┌─ Data records

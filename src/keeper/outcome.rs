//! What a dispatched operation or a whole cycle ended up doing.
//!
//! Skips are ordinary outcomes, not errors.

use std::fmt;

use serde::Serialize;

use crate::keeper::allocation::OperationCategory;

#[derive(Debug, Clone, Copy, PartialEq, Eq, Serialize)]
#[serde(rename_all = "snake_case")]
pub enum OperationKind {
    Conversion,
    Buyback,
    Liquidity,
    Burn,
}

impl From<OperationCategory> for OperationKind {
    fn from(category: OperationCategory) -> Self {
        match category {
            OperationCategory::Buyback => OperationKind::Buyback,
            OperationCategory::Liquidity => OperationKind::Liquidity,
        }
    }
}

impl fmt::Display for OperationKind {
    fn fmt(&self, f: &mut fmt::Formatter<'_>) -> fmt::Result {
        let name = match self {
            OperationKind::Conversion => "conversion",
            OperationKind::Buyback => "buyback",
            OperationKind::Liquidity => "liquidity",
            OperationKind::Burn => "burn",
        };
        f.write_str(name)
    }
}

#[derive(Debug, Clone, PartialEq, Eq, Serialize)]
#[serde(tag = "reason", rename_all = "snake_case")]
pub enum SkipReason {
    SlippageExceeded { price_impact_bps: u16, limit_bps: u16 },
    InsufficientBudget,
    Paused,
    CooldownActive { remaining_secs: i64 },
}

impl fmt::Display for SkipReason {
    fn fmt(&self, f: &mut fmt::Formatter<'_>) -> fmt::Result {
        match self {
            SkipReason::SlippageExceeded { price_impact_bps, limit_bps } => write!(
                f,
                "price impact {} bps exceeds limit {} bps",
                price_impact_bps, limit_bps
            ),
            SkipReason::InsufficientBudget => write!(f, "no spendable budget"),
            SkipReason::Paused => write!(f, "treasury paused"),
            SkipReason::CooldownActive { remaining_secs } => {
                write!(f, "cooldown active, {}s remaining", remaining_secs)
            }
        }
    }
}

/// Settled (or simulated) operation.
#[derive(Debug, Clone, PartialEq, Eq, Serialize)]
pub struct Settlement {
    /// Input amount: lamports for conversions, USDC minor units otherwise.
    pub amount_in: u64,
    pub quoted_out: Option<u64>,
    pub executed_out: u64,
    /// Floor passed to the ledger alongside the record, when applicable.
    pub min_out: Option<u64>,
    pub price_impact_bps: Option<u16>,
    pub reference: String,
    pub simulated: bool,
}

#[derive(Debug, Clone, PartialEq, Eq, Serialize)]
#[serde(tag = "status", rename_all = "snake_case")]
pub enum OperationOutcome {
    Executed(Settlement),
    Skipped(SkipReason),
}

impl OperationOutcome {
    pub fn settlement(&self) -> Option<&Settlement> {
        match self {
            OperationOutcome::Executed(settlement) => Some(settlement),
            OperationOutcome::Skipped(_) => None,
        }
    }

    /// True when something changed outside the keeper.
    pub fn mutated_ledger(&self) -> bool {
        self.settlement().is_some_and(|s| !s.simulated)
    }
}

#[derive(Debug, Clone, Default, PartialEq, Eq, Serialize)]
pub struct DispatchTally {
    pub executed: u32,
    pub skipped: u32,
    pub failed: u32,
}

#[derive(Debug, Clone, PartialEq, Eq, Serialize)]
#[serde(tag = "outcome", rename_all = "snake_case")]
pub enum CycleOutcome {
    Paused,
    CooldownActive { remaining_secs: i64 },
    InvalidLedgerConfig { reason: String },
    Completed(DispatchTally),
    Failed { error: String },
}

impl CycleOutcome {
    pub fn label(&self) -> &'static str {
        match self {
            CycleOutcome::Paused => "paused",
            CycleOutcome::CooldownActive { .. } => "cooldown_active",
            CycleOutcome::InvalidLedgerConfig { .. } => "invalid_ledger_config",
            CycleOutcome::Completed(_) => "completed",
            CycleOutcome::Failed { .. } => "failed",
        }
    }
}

└─
┌─ Data records

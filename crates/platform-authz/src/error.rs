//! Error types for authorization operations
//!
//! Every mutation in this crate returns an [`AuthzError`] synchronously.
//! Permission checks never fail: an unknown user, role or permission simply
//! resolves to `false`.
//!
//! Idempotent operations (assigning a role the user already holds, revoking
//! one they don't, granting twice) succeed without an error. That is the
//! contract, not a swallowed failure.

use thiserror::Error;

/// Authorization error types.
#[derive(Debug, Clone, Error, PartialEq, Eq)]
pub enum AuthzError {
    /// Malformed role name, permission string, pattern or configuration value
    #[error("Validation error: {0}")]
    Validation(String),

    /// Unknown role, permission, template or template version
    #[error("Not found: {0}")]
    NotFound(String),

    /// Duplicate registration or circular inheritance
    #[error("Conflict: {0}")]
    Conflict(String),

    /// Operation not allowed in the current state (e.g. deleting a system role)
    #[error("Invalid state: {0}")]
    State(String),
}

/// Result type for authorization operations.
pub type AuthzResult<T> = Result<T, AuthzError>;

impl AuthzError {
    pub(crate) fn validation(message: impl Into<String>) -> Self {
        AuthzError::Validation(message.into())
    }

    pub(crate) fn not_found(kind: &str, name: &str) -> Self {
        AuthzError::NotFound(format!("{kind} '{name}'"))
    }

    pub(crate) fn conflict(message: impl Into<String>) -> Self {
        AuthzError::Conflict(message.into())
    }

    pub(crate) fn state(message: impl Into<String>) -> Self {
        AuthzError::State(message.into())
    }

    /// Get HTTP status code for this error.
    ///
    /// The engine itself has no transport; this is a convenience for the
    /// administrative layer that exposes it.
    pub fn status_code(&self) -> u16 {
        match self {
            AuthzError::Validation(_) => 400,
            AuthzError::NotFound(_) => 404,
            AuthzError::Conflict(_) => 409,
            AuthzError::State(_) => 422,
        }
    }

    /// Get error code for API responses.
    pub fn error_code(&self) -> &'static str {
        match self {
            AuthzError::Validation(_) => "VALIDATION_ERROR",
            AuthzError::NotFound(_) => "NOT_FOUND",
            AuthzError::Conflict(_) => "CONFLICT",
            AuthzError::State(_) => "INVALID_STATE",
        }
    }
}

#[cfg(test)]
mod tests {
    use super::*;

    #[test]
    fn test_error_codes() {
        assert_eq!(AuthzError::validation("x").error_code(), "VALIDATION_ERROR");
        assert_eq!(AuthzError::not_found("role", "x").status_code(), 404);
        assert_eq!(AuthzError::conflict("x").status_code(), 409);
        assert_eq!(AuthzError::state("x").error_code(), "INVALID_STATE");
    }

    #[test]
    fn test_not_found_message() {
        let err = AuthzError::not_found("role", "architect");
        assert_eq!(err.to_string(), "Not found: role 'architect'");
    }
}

└─
┌─ Data records

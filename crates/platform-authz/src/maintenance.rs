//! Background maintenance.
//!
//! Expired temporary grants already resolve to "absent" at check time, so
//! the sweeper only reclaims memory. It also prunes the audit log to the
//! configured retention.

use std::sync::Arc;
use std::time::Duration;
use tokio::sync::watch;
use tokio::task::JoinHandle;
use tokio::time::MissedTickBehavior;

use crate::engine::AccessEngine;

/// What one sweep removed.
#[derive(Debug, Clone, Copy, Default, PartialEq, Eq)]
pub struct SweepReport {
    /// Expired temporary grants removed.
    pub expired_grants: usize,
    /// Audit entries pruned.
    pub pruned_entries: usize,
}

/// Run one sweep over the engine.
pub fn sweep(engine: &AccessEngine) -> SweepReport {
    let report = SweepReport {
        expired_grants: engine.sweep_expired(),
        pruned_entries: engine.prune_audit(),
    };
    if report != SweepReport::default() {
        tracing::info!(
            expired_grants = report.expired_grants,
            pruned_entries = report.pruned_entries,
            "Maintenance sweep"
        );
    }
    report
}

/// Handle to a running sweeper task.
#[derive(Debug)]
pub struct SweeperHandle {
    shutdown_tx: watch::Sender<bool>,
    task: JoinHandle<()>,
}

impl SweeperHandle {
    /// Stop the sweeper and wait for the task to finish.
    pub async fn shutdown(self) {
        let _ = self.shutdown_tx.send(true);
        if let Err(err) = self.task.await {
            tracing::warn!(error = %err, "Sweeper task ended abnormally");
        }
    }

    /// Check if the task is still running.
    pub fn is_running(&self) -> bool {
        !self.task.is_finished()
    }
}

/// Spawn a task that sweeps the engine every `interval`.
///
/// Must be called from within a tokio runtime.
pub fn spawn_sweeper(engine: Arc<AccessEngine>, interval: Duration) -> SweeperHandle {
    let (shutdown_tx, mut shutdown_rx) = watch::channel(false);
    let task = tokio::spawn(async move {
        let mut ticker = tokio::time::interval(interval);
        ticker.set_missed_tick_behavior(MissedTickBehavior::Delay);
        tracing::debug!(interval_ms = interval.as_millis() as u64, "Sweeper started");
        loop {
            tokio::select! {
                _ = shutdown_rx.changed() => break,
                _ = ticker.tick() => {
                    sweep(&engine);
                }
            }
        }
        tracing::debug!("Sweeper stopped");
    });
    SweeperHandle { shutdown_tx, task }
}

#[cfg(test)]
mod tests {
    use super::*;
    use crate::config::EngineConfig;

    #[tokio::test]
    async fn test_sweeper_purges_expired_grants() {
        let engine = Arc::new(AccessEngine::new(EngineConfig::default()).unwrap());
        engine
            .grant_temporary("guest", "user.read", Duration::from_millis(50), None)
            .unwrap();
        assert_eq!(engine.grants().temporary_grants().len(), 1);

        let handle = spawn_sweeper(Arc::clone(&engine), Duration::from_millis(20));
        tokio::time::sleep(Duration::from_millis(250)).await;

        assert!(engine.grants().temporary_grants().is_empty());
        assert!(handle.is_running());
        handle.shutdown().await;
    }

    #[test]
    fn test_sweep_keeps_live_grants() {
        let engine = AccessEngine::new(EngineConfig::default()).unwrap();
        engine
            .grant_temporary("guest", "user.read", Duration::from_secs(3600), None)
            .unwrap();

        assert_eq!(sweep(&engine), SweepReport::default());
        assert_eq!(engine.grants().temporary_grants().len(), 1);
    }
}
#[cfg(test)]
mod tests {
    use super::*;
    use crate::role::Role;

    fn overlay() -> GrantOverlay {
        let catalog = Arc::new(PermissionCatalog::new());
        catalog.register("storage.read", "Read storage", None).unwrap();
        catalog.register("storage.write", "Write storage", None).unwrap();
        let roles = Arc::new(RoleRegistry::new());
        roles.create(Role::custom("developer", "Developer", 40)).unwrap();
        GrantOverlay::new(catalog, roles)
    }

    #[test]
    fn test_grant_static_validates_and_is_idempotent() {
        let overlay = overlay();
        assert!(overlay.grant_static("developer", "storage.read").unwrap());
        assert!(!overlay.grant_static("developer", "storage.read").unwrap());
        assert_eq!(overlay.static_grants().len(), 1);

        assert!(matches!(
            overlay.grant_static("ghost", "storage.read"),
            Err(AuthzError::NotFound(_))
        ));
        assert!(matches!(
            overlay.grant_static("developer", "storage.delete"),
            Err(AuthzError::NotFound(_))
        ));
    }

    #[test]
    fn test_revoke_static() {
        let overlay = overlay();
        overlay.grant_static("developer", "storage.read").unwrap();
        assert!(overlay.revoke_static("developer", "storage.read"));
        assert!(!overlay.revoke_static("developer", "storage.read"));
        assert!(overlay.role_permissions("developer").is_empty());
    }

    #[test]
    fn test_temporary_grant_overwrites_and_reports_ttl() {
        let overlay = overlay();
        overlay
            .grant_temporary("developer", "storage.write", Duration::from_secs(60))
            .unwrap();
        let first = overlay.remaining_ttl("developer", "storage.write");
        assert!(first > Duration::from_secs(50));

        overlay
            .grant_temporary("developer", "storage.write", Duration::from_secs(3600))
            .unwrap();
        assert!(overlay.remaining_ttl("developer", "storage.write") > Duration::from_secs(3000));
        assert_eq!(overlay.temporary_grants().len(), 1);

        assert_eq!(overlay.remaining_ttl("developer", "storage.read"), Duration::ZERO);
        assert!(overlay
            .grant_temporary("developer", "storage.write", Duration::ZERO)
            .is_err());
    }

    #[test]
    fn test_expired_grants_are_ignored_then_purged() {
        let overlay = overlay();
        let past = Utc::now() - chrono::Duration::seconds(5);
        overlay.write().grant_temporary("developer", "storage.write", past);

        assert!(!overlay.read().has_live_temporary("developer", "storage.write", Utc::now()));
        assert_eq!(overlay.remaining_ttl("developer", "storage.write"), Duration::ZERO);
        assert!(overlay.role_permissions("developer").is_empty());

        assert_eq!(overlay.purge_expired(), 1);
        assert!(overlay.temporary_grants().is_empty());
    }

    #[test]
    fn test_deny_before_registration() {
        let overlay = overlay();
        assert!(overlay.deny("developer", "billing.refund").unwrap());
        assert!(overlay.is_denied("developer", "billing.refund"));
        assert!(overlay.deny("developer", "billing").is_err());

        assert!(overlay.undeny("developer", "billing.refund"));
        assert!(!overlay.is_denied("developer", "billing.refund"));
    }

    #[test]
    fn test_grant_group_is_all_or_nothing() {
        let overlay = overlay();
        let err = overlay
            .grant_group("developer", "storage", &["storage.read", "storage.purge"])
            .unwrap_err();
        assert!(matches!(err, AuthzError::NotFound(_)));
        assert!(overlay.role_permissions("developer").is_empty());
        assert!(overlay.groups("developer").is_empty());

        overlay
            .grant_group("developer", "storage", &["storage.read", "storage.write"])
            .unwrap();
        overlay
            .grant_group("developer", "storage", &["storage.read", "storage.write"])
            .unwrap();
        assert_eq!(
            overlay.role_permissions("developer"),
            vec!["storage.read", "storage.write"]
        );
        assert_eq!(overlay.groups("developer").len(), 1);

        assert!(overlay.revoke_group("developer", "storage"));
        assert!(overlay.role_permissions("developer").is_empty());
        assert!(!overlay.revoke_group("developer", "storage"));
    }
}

└─

There is a line with "filename src/keeper/outcome.rs" and a line with "use crate::keeper::allocation::OperationCategory;" above. Copy exactly those two lines and all lines between them, with nothing else.

filename src/keeper/outcome.rs
//! What a dispatched operation or a whole cycle ended up doing.
//!
//! Skips are ordinary outcomes, not errors.

use std::fmt;

use serde::Serialize;

use crate::keeper::allocation::OperationCategory;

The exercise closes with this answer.